According to research published by the Coalition for Urban Transitions, national and subnational governments each have the governing authority to reduce urban GHG emissions by about one third, and the remaining abatement potential depends on collaboration between the governing levels.
The Partnership for Collaborative Climate Action
It is against this background that the global Partnership for Collaborative Climate Action was initiated at the International Conference on Collaborative Climate Action 2019 in Germany.
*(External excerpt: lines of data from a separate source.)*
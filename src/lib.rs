//! Venue Stream - Library Root
//!
//! Re-exports all modules for integration tests and benchmarks.

pub mod adapters;
pub mod config;
pub mod domain;
pub mod error;
pub mod ports;
pub mod usecases;
impl ConnectionHandler for KlineSession {
    type Command = KlineCommand;

    fn on_open(&mut self) -> Outbound {
        let channels = self.channels();
        debug!(feed = %self.feed(), channels = channels.len(), "Subscribing kline channels");
        self.subscribe(&channels)
    }

    fn on_message(&mut self, msg: &Message) -> Reaction {
        match self.protocol.parse(self.market, msg) {
            Ok(KlineParsed::Candles(pushes)) => {
                for push in pushes {
                    self.deliver(push);
                }
                Reaction::handled()
            }
            Ok(KlineParsed::Control(Parsed::Confirmed)) => Reaction::confirmed(),
            Ok(KlineParsed::Control(Parsed::Reply(frame))) => Reaction::reply(frame),
            Ok(KlineParsed::Control(Parsed::Rejected(reason))) => Reaction::rejected(reason),
            Ok(KlineParsed::Control(Parsed::Refused { symbols, reason })) => {
                self.refuse(&symbols, &reason);
                Reaction::confirmed()
            }
            Ok(KlineParsed::Control(_)) => Reaction::handled(),
            Err(e) => {
                debug!(feed = %self.feed(), error = %e, "Dropping unparseable kline frame");
                if let Some(metrics) = &self.metrics {
                    metrics.record_parse_error(self.protocol.venue());
                }
                Reaction::handled()
            }
        }
    }

    fn on_command(&mut self, cmd: KlineCommand, open: bool) -> Outbound {
        match cmd {
            KlineCommand::Subscribe { key, channel, sink } => {
                let fresh = !self.channel_in_use(&channel);
                self.routes.insert(
                    key,
                    Route {
                        channel: channel.clone(),
                        sink,
                    },
                );
                if fresh && open {
                    self.subscribe(&[channel])
                } else {
                    Outbound::none()
                }
            }
            KlineCommand::Unsubscribe(key) => {
                let Some(route) = self.routes.remove(&key) else {
                    warn!(feed = %self.feed(), key = %key, "Unsubscribe for unknown kline key");
                    return Outbound::none();
                };
                if self.channel_in_use(&route.channel) {
                    return Outbound::none();
                }
                self.tracker.forget(&route.channel);
                if open {
                    Outbound::frames(self.protocol.unsubscribe_frames(self.market, &[route.channel]))
                } else {
                    Outbound::none()
                }
            }
        }
    }
}
//! Health Check Server - Liveness and Readiness Probes
//!
//! Exposes /live and /ready endpoints via axum 0.7 for container
//! health checks. Readiness holds once any demanded feed is fresh.

use std::sync::Arc;

use axum::Router;
use axum::extract::State;
use axum::http::StatusCode;
use axum::response::IntoResponse;
use axum::routing::get;
use tokio::sync::broadcast;
use tracing::{info, instrument};

use crate::usecases::stream_hub::StreamHub;

/// Axum-based health check HTTP server.
pub struct HealthServer {
    hub: Arc<StreamHub>,
    /// Bind port (default 8080 from config).
    port: u16,
}

impl HealthServer {
    pub const fn new(hub: Arc<StreamHub>, port: u16) -> Self {
        Self { hub, port }
    }

    fn router(&self) -> Router {
        Router::new()
            .route("/live", get(Self::liveness))
            .route("/ready", get(Self::readiness))
            .with_state(Arc::clone(&self.hub))
    }

    /// Serve until shutdown is broadcast.
    #[instrument(skip(self, shutdown_rx))]
    pub async fn run(self, mut shutdown_rx: broadcast::Receiver<()>) -> anyhow::Result<()> {
        let app = self.router();

        let addr = format!("0.0.0.0:{}", self.port);
        let listener = tokio::net::TcpListener::bind(&addr).await?;

        info!(address = %addr, "Health server started");

        axum::serve(listener, app)
            .with_graceful_shutdown(async move {
                let _ = shutdown_rx.recv().await;
            })
            .await?;

        Ok(())
    }

    /// Liveness probe: always returns 200 if the process is running.
    async fn liveness() -> impl IntoResponse {
        (StatusCode::OK, "OK")
    }

    async fn readiness(State(hub): State<Arc<StreamHub>>) -> impl IntoResponse {
        if hub.is_ready().await {
            (StatusCode::OK, "READY")
        } else {
            (StatusCode::SERVICE_UNAVAILABLE, "NOT READY")
        }
    }
}

#[cfg(test)]
mod tests {
    use std::collections::{BTreeSet, HashMap};

    use async_trait::async_trait;

    use super::*;
    use crate::config::StreamSettings;
    use crate::domain::market::{FeedKey, Market, Venue};
    use crate::ports::demand::{AlertDemand, AlertType, DemandSource, SelectionMode};
    use crate::ports::market_feed::{FeedLauncher, LiveFeed, TickBatch, TickListener};

    struct BinanceDemand;

    #[async_trait]
    impl DemandSource for BinanceDemand {
        async fn active_demand(&self) -> anyhow::Result<Vec<AlertDemand>> {
            Ok(vec![AlertDemand {
                venue: Venue::Binance,
                market: Market::Futures,
                symbols: Vec::new(),
                alert_type: AlertType::PercentChange,
                selection_mode: SelectionMode::All,
            }])
        }
    }

    struct Idle;

    #[async_trait]
    impl LiveFeed for Idle {
        fn set_symbols(&self, _symbols: BTreeSet<String>) {}
        fn close(&self, _reason: &str) {}
        fn is_finished(&self) -> bool {
            false
        }
        async fn shutdown(&mut self, _reason: &str) {}
    }

    impl FeedLauncher for Idle {
        fn launch(&self, _key: FeedKey, _symbols: BTreeSet<String>) -> anyhow::Result<Box<dyn LiveFeed>> {
            Ok(Box::new(Self))
        }
    }

    #[tokio::test]
    async fn test_readiness_follows_feed_freshness() {
        let hub = Arc::new(StreamHub::with_launcher(
            StreamSettings::default(),
            Arc::new(BinanceDemand),
            Arc::new(Idle),
            None,
        ));
        hub.reconciler().reconcile().await.unwrap();

        let response = HealthServer::readiness(State(Arc::clone(&hub))).await.into_response();
        assert_eq!(response.status(), StatusCode::SERVICE_UNAVAILABLE);

        hub.ingest()
            .on_tick(&TickBatch {
                venue: Venue::Binance,
                market: Market::Futures,
                prices: HashMap::from([("BTCUSDT".to_string(), 64_000.0)]),
            })
            .unwrap();
        let response = HealthServer::readiness(State(hub)).await.into_response();
        assert_eq!(response.status(), StatusCode::OK);
    }
}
Its Partnership Declaration, supported by the Federal Ministry for the Environment, Nature Conservation and Nuclear Safety , has been signed by local, regional and national governments around the world.
The Partnership advocates for and supports increased collaboration between local, regional and national government levels to scale up local capacities and resources for more effective urban and more ambitious national climate action.
Voices from the 10th World Urban Forum
As part of the partnership, participants at the 10th World Cities Forum, which took place in Abu Dhabi in February, discussed success factors for such cooperation. The IKI project "Climate Policy Meets Urban Development", with support by the “Vertical Integration and Learning for Low-Emission Development” IKI project organised the event "Localising global agendas - the case of Collaborative Climate Action". The participants included urban experts, practitioners, policy makers and members of civil society.
“Cities share responsibility with national governments and we need place-based responses” highlighted Aziza Akhmouch, Head of the Cities and Sustainable Development division of the OECD.
Just as importantly, Jaafar Friaa, Lead Urban Specialist at the World Bank stated, “We need to focus on what the capital can win and on what the local government can win.”
The conclusion of the participants was clear: Successful shared solutions need to build on a joint dialogue between the national, regional and local governments to identify a common understanding, define responsibilities and provide incentives. It is in this context that international alliances and initiatives, such as the Partnership for Collaborative Climate Action, can play a crucial role.
How can we push ambition?
The Partnership for Collaborative Climate Action calls upon local, regional and national governments to join the global Partnership to accelerate ambition and scale-up climate action through collaboration across all levels of government, across sectors and borders. The time to act is now.
Find more information on Collaborative Climate Action and the Partnership at www.collaborative-climate-action.org.
Editorial note: This event took place before the COVID-19 pandemic at the World Urban Forum, the largest UN conference on the urban future, which took place in February 2020.